A Portrait of the Artist as a Young Man in Lockdown

A few weeks ago, a high school friend posted a Bandcamp link to a release by a young artist from Clinton, New Jersey named Avery Stoker called Endersine/Sundance. I grew up only a few miles from Clinton, and some of my other friends praised the release in the comments section, so I took a listen. 

I didn’t get the opening track, “Endersine,” at first. The heavily altered vocals and instrumentation had me thinking techno. But the second track, “You Kill Me,” is a two-guitar, bass, and drums rocker, and Stoker plays all the instruments himself. It was a complete 180, and without the vocal effects it became clear that he can sing with the best of them. How did he generate that intensity without a band? Now I was totally interested. 

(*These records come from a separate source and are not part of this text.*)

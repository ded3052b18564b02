//! Incremental SOCKS5 handshake parser.
//!
//! Pure byte-at-a-time state machine with no I/O. The session feeds it
//! whatever each socket read produced; the parser picks up exactly where the
//! previous fragment stopped, so greetings and requests may be split across
//! arbitrary recv boundaries. No byte is ever consumed twice.

use crate::proto::{ATYP_DOMAIN, ATYP_IPV4, ATYP_IPV6, CMD_CONNECT, SOCKS_VERSION};
use crate::util::{Result, SocksError};
use std::fmt;
use std::net::{IpAddr, Ipv4Addr, Ipv6Addr};

/// Method flag bits recorded from the client greeting. Only NONE is ever
/// acted on; the others are tracked for logging.
pub const METHOD_NONE: u8 = 0x01;
pub const METHOD_GSSAPI: u8 = 0x02;
pub const METHOD_PASSWORD: u8 = 0x04;

/// Parser sub-states. Each `Want*` state names the byte(s) expected next.
#[derive(Debug, Clone, Copy, PartialEq, Eq)]
pub enum ParseState {
    WantVersion,
    WantNMethods,
    WantMethods,
    WantReqHead,
    WantAtyp,
    WantDstAddr,
    WantDstPort,
    Finish,
}

/// Destination requested by a CONNECT.
#[derive(Debug, Clone, PartialEq, Eq)]
pub enum DestAddr {
    Ip(IpAddr),
    Domain(String),
}

impl fmt::Display for DestAddr {
    fn fmt(&self, f: &mut fmt::Formatter<'_>) -> fmt::Result {
        match self {
            DestAddr::Ip(ip) => write!(f, "{}", ip),
            DestAddr::Domain(name) => f.write_str(name),
        }
    }
}

/// Parser context embedded in a session.
///
/// Holds everything decoded so far plus the resume point. The destination
/// buffer is fixed at the SOCKS5 maximum (255-byte domain), so parsing
/// allocates nothing.
pub struct Socks5Ctx {
    state: ParseState,
    methods: u8,
    methods_left: u8,
    head_seen: u8,
    cmd: u8,
    atyp: u8,
    addr_len: usize,
    addr_filled: usize,
    dst_addr: [u8; 255],
    port_bytes: [u8; 2],
    port_filled: usize,
}

impl Default for Socks5Ctx {
    fn default() -> Self {
        Self::new()
    }
}

impl Socks5Ctx {
    pub fn new() -> Self {
        Self {
            state: ParseState::WantVersion,
            methods: 0,
            methods_left: 0,
            head_seen: 0,
            cmd: 0,
            atyp: 0,
            addr_len: 0,
            addr_filled: 0,
            dst_addr: [0u8; 255],
            port_bytes: [0u8; 2],
            port_filled: 0,
        }
    }

    pub fn state(&self) -> ParseState {
        self.state
    }

    /// True once the current message (greeting or request) is complete.
    pub fn finished(&self) -> bool {
        self.state == ParseState::Finish
    }

    /// True if the client advertised the NO AUTHENTICATION method.
    pub fn offers_no_auth(&self) -> bool {
        self.methods & METHOD_NONE != 0
    }

    pub fn cmd(&self) -> u8 {
        self.cmd
    }

    /// Rearm a finished method identification for request parsing.
    pub fn begin_request(&mut self) {
        self.state = ParseState::WantReqHead;
    }

    /// Consume greeting bytes: `VER | NMETHODS | METHODS[NMETHODS]`.
    ///
    /// Returns how many input bytes were consumed. Consumption stops once the
    /// greeting is complete; the caller decides what to do with any surplus.
    pub fn parse_method_identification(&mut self, input: &[u8]) -> Result<usize> {
        let mut consumed = 0;
        while consumed < input.len() && self.state != ParseState::Finish {
            let byte = input[consumed];
            consumed += 1;
            match self.state {
                ParseState::WantVersion => {
                    if byte != SOCKS_VERSION {
                        return Err(SocksError::BadVersion(byte));
                    }
                    self.state = ParseState::WantNMethods;
                }
                ParseState::WantNMethods => {
                    if byte == 0 {
                        return Err(SocksError::NoMethods);
                    }
                    self.methods_left = byte;
                    self.state = ParseState::WantMethods;
                }
                ParseState::WantMethods => {
                    self.methods |= match byte {
                        0x00 => METHOD_NONE,
                        0x01 => METHOD_GSSAPI,
                        0x02 => METHOD_PASSWORD,
                        _ => 0,
                    };
                    self.methods_left -= 1;
                    if self.methods_left == 0 {
                        self.state = ParseState::Finish;
                    }
                }
                other => {
                    return Err(SocksError::Protocol(format!(
                        "method identification fed in state {:?}",
                        other
                    )));
                }
            }
        }
        Ok(consumed)
    }

    /// Consume request bytes: `VER | CMD | RSV | ATYP | DST.ADDR | DST.PORT`.
    ///
    /// Same contract as [`parse_method_identification`]: incremental, returns
    /// the consumed count, stops at completion.
    ///
    /// [`parse_method_identification`]: Socks5Ctx::parse_method_identification
    pub fn parse_request(&mut self, input: &[u8]) -> Result<usize> {
        let mut consumed = 0;
        while consumed < input.len() && self.state != ParseState::Finish {
            let byte = input[consumed];
            consumed += 1;
            match self.state {
                ParseState::WantReqHead => {
                    match self.head_seen {
                        0 => {
                            if byte != SOCKS_VERSION {
                                return Err(SocksError::BadVersion(byte));
                            }
                        }
                        1 => {
                            if byte != CMD_CONNECT {
                                return Err(SocksError::UnsupportedCommand(byte));
                            }
                            self.cmd = byte;
                        }
                        // RSV is ignored
                        _ => {}
                    }
                    self.head_seen += 1;
                    if self.head_seen == 3 {
                        self.state = ParseState::WantAtyp;
                    }
                }
                ParseState::WantAtyp => {
                    self.addr_len = match byte {
                        ATYP_IPV4 => 4,
                        ATYP_IPV6 => 16,
                        // The first DST.ADDR byte carries the length.
                        ATYP_DOMAIN => 0,
                        other => return Err(SocksError::BadAddressType(other)),
                    };
                    self.atyp = byte;
                    self.state = ParseState::WantDstAddr;
                }
                ParseState::WantDstAddr => {
                    if self.atyp == ATYP_DOMAIN && self.addr_len == 0 {
                        if byte == 0 {
                            return Err(SocksError::Protocol(
                                "empty domain name in request".to_string(),
                            ));
                        }
                        self.addr_len = byte as usize;
                        continue;
                    }
                    self.dst_addr[self.addr_filled] = byte;
                    self.addr_filled += 1;
                    if self.addr_filled == self.addr_len {
                        self.state = ParseState::WantDstPort;
                    }
                }
                ParseState::WantDstPort => {
                    self.port_bytes[self.port_filled] = byte;
                    self.port_filled += 1;
                    if self.port_filled == 2 {
                        self.state = ParseState::Finish;
                    }
                }
                other => {
                    return Err(SocksError::Protocol(format!(
                        "request fed in state {:?}",
                        other
                    )));
                }
            }
        }
        Ok(consumed)
    }

    /// Destination port in host order. Only meaningful once `finished()`.
    pub fn dst_port(&self) -> u16 {
        u16::from_be_bytes(self.port_bytes)
    }

    /// Decode the parsed destination address. Only meaningful once
    /// `finished()`.
    pub fn dest_addr(&self) -> Result<DestAddr> {
        match self.atyp {
            ATYP_IPV4 => {
                let mut octets = [0u8; 4];
                octets.copy_from_slice(&self.dst_addr[..4]);
                Ok(DestAddr::Ip(IpAddr::V4(Ipv4Addr::from(octets))))
            }
            ATYP_IPV6 => {
                let mut octets = [0u8; 16];
                octets.copy_from_slice(&self.dst_addr[..16]);
                Ok(DestAddr::Ip(IpAddr::V6(Ipv6Addr::from(octets))))
            }
            ATYP_DOMAIN => {
                let name = std::str::from_utf8(&self.dst_addr[..self.addr_filled])
                    .map_err(|err| {
                        SocksError::Protocol(format!("invalid domain name: {}", err))
                    })?;
                Ok(DestAddr::Domain(name.to_string()))
            }
            other => Err(SocksError::BadAddressType(other)),
        }
    }
}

The rest of Endersine/Sundance bounces around stylistically and even the songs structures themselves are not predictable. And after a few more listens, “Endersine,” makes sense in the context of the rest of the album. Think of Robbie Robertson leading off Music from Big Pink with “Tears of Rage.” 

It sounded like a solid debut album. Then there was another surprise. Stoker is in two other bands, Denver Pike and Androcles, and they both have several releases available on Bandcamp. 

Stoker is such an interesting and talented guy, I think it is best just to turn it over to him so you can hear him in his own words and music. But one quick tangent. Pretty much all of the artists that I’ve interviewed so far have been middle-aged, so I curious how his outlook would be different. I gave him the same questions I’ve given all of the other musicians I’ve interviewed. 

Just to ground things, what are some of your influences? Or who would you prefer a compliment from than a packed stadium? 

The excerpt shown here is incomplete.